China also has plans for a multi-module space station, similar to Mir and ISS, but significantly smaller. In 2011, it launched a precursor space module, Tiangong-1 and the last crew left Tiangong-1 in 2013. It will be replaced with Tiangong-2, which will launch in 2016 followed by Tiangong-3 in 2022, supporting a crew of three for 40 days. The final station should be completed in the next decade and would carry on the science and technology work carried out on the ISS.
3. The moon
The European Space Agency’s Space Exploration strategy places the moon as part of a roadmap of human and robotic exploration eventually leading to Mars. However, astronaut Buzz Aldrin has challenged ideas of returning to the Moon as more like “reaching for past glory than striving for new triumphs”.
But the Moon is scientifically interesting and the Moon 2020-2030 initiative represents a renewed interest. While the timeline for human missions to the moon are quite uncertain, we may see them in the next decade. Russia and China have also discussed human missions to the moon in the mid-2020s. But the moon is also a potential tourist destination. Space Adventures, which launched the first tourist into space in 2001, is in the process of developing tourist rides going to the moon and circling around its far side.
At the end of this decade, NASA plans to launch a robotic spacecraft to capture a multi-tonne boulder from a large asteroid using a robotic arm.
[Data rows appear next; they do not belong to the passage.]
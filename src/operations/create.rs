//! Create operation: extract stubs from a connected device
//!
//! 1. stage the extraction script, editing its `modules` list when modules
//!    were requested
//! 2. connect, run the script, copy the generated stubs back, disconnect
//! 3. register the copy through [`AddOperation::register`]
//!
//! A failed connection is not an error of the operation; it comes back as
//! [`CreateOutcome::NotConnected`] so the command can report it and carry on.

use std::path::{Path, PathBuf};

use tempfile::TempDir;

use crate::changeset::create_changeset;
use crate::device::{DeviceSession, Transport};
use crate::editor::{self, ListArtifact};
use crate::error::{Result, StubError};
use crate::operations::{AddOperation, AddOptions, AddOutcome};
use crate::progress::Spinner;
use crate::project::Project;
use crate::registry::StubRepository;
use crate::source::{StubBundle, StubMetadata, StubSource};

/// Directory the extraction script writes on the device
pub const DEVICE_STUBS_DIR: &str = "/stubs";

/// Anchor of the module list inside the extraction script
pub const MODULES_ANCHOR: &str = "modules";

#[derive(Debug, Clone)]
pub struct CreateOptions {
    pub port: String,
    pub script: PathBuf,
    /// `None` runs the script unchanged
    pub modules: Option<Vec<String>>,
}

#[derive(Debug)]
pub enum CreateOutcome {
    Created(AddOutcome),
    NotConnected(StubError),
}

pub struct CreateOperation<'a> {
    transport: &'a dyn Transport,
    registry: &'a mut dyn StubRepository,
    source: &'a dyn StubSource,
    project: Option<&'a Project>,
}

impl<'a> CreateOperation<'a> {
    pub fn new(
        transport: &'a dyn Transport,
        registry: &'a mut dyn StubRepository,
        source: &'a dyn StubSource,
        project: Option<&'a Project>,
    ) -> Self {
        Self {
            transport,
            registry,
            source,
            project,
        }
    }

    pub fn execute(&mut self, options: &CreateOptions) -> Result<CreateOutcome> {
        let workdir = tempfile::Builder::new().prefix("mpstubs-create-").tempdir()?;
        let script = stage_script(&options.script, options.modules.clone(), &workdir)?;

        let mut session = match DeviceSession::open(self.transport, &options.port) {
            Ok(session) => session,
            Err(e) if e.is_connection() => {
                tracing::warn!(port = %options.port, error = %e, "device not reachable");
                return Ok(CreateOutcome::NotConnected(e));
            }
            Err(e) => return Err(e),
        };

        let generated = {
            let spinner = Spinner::new(format!("Generating stubs on {}", options.port));
            session.run_script(&script)?;
            spinner.set_message("Copying stubs from device");
            session.copy_from(DEVICE_STUBS_DIR, &workdir.path().join("device"))?
        };
        tracing::debug!(state = ?session.state(), copied = %generated.display(), "stubs retrieved");
        session.disconnect()?;

        let metadata = StubMetadata::load(&generated).map_err(|e| {
            StubError::StubVerificationFailed {
                name: options.port.clone(),
                reason: e.to_string(),
            }
        })?;
        let name = device_stub_name(&metadata);
        let bundle = StubBundle::stage(
            Some(&name),
            &generated,
            format!("device:{}", options.port),
            None,
        )?;

        // A fresh extraction always replaces what was installed
        let outcome = AddOperation::new(&mut *self.registry, self.source, self.project)
            .register(&bundle, AddOptions { force: true })?;
        Ok(CreateOutcome::Created(outcome))
    }
}

/// Copy the script into `workdir`, applying the module list when given
fn stage_script(script: &Path, modules: Option<Vec<String>>, workdir: &TempDir) -> Result<PathBuf> {
    let Some(change) = create_changeset(modules) else {
        if !script.is_file() {
            return Err(StubError::FileReadFailed {
                path: script.display().to_string(),
                reason: "script not found".to_string(),
            });
        }
        return Ok(script.to_path_buf());
    };

    let artifact = ListArtifact::load(script, MODULES_ANCHOR)?;
    let edited = editor::apply(&artifact, &change)?;
    let file_name = script
        .file_name()
        .map_or_else(|| "createstubs.py".into(), ToOwned::to_owned);
    let staged = workdir.path().join(file_name);
    edited.save(&staged)?;
    tracing::debug!(script = %staged.display(), "staged extraction script");
    Ok(staged)
}

/// Registry name for a freshly extracted stub set
///
/// `modules.json` may carry an explicit name; otherwise it is derived from the
/// firmware, e.g. `micropython-esp32-1.22.0`.
pub fn device_stub_name(metadata: &StubMetadata) -> String {
    if let Some(name) = &metadata.name {
        return name.clone();
    }

    let firmware = &metadata.firmware;
    let mut parts = vec![firmware.name.as_str()];
    let family = metadata.family();
    if family != firmware.name {
        parts.push(family);
    }
    if let Some(version) = &firmware.version {
        parts.push(version);
    }
    parts.join("-")
}
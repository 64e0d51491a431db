//! mpstubs - MicroPython stub manager
//!
//! Extracts type stubs from connected boards, installs stub packages from a
//! catalog into a global registry, and keeps each project's stub list in sync.

use std::io::Write;

use clap::Parser;

mod changeset;
mod cli;
mod commands;
mod common;
mod device;
mod editor;
mod error;
mod hash;
mod logging;
mod operations;
mod progress;
mod project;
mod registry;
mod settings;
mod source;
#[cfg(test)]
mod test_fixtures;
mod transaction;

use cli::{Cli, Commands};
use commands::CommandContext;
use error::Result;
use settings::Settings;

fn run(cli: Cli, out: &mut dyn Write) -> Result<()> {
    if let Commands::Completions(args) = cli.command {
        return commands::completions::run(args, out);
    }

    let mut ctx = CommandContext::from_settings(Settings::from_env()?, cli.project)?;
    match cli.command {
        Commands::Create(args) => commands::create::run(&mut ctx, args, out),
        Commands::Add(args) => commands::add::run(&mut ctx, args, out),
        Commands::Remove(args) => commands::remove::run(&mut ctx, args, out),
        Commands::List(args) => commands::list::run(&ctx, args, out),
        Commands::Completions(args) => commands::completions::run(args, out),
    }
}

fn main() {
    let cli = Cli::parse();
    logging::init_logging(cli.verbose);

    let stdout = std::io::stdout();
    let mut out = stdout.lock();
    if let Err(e) = run(cli, &mut out) {
        let _ = out.flush();
        eprintln!("Error: {e}");
        std::process::exit(1);
    }
}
The boulder – effectively a new asteroid – will then be redirected into a stable orbit around the moon. In the mid-2020s, astronauts will travel to study it during spacewalks and will also return samples to Earth. As asteroids are part of the debris left over from the formation of the solar system, these samples will represent a significant boost in our search to understand the birth of our solar system.
The mission will also provide a vital test for NASA’s Orion spacecraft which is designed to take humans on longer-haul flights than ever before and is part of NASA’s plans for a human mission to Mars in the 2030s.
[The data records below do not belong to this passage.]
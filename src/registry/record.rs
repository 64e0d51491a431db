//! Installed stub records and the on-disk index format

use chrono::{DateTime, Utc};
use serde::{Deserialize, Serialize};

use crate::source::StubBundle;

/// Metadata kept for every installed stub
#[derive(Debug, Clone, PartialEq, Eq, Serialize, Deserialize)]
pub struct StubRecord {
    pub name: String,

    /// Firmware family (board port or firmware name)
    pub firmware: String,

    #[serde(default, skip_serializing_if = "Option::is_none")]
    pub firmware_version: Option<String>,

    /// Where the stub was installed from
    pub source: String,

    pub installed_at: DateTime<Utc>,
}

impl StubRecord {
    pub fn from_bundle(bundle: &StubBundle) -> Self {
        let metadata = bundle.metadata();
        Self {
            name: bundle.name().to_string(),
            firmware: metadata.family().to_string(),
            firmware_version: metadata.firmware.version.clone(),
            source: bundle.origin().to_string(),
            installed_at: Utc::now(),
        }
    }
}

/// `registry.yaml`
#[derive(Debug, Clone, Default, Serialize, Deserialize)]
pub(crate) struct RegistryIndex {
    #[serde(default)]
    pub stubs: Vec<StubRecord>,
}
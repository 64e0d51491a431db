//! Command implementations for the mpstubs CLI
//!
//! Each handler receives an explicit [`CommandContext`] holding the project
//! and the collaborators it talks to, and writes user output to `out`.

pub mod add;
pub mod completions;
pub mod create;
pub mod list;
pub mod remove;

use std::path::PathBuf;

use crate::device::{MpremoteTransport, Transport};
use crate::error::{Result, StubError};
use crate::project::Project;
use crate::registry::{Registry, StubRepository};
use crate::settings::Settings;
use crate::source::{StubLocator, StubSource};

pub struct CommandContext {
    pub project: Option<Project>,
    pub registry: Box<dyn StubRepository>,
    pub source: Box<dyn StubSource>,
    pub transport: Box<dyn Transport>,
    pub settings: Settings,
}

impl CommandContext {
    /// Wire the production collaborators
    ///
    /// The project is looked up from `project_dir`, or the current directory
    /// when none is given.
    pub fn from_settings(settings: Settings, project_dir: Option<PathBuf>) -> Result<Self> {
        let start = match project_dir {
            Some(dir) => dir,
            None => std::env::current_dir().map_err(|e| StubError::IoError {
                message: format!("Failed to get current directory: {e}"),
            })?,
        };
        let project = Project::discover(&start)?;
        if let Some(project) = &project {
            tracing::debug!(project = %project.name(), root = %project.root.display(), "using project");
        }

        Ok(Self {
            project,
            registry: Box::new(Registry::open(&settings.home)?),
            source: Box::new(StubLocator::new(settings.catalog.clone())),
            transport: Box::new(MpremoteTransport::new(settings.mpremote.clone())),
            settings,
        })
    }
}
NASA is currently developing a powerful expendable launch rocket, the Space Launch System, capable of sending humans to Mars, and shaving years off travel times for robotic missions to the outer solar system. It is expected to be launched in the next few years to test a vehicle capable of sending 20 tonnes to the moon, more than twice the performance of current technology. To be able to go to Mars, we will have to be able to send around 50 tonnes.
NASA, which is aiming to send humans to Mars in the 2030s, is already analysing data from the Curiosity rover on Mars to learn more about how to protect astronauts from radiation and other hazards. Another rover is due to be launched in 2020 to look for signs of life and help demonstrate new technologies that could ultimately help astronauts survive on Mars.
One project that has gained significant publicity has been Mars One. It can’t be accused of lacking ambition – aiming to have humans living on Mars by 2027, with with cargo deliveries scheduled to arrive by 2024. It’s a one way journey and has attracted thousands of applications for places. But the organisation will need to raise the $6bn required for the first launches. And many experts have raised doubts about whether the mission will actually get beyond the planning stage, arguing the technology is not yet quite there.
But the European Space Agency also has a programme for Mars exploration, including the ExoMars mission of which the first spacecraft – Trace Gas Orbiter – has just launched. Its long-term plan is for a robotic mission to return samples from Mars in the 2020s and for humans to get there in the 2030s.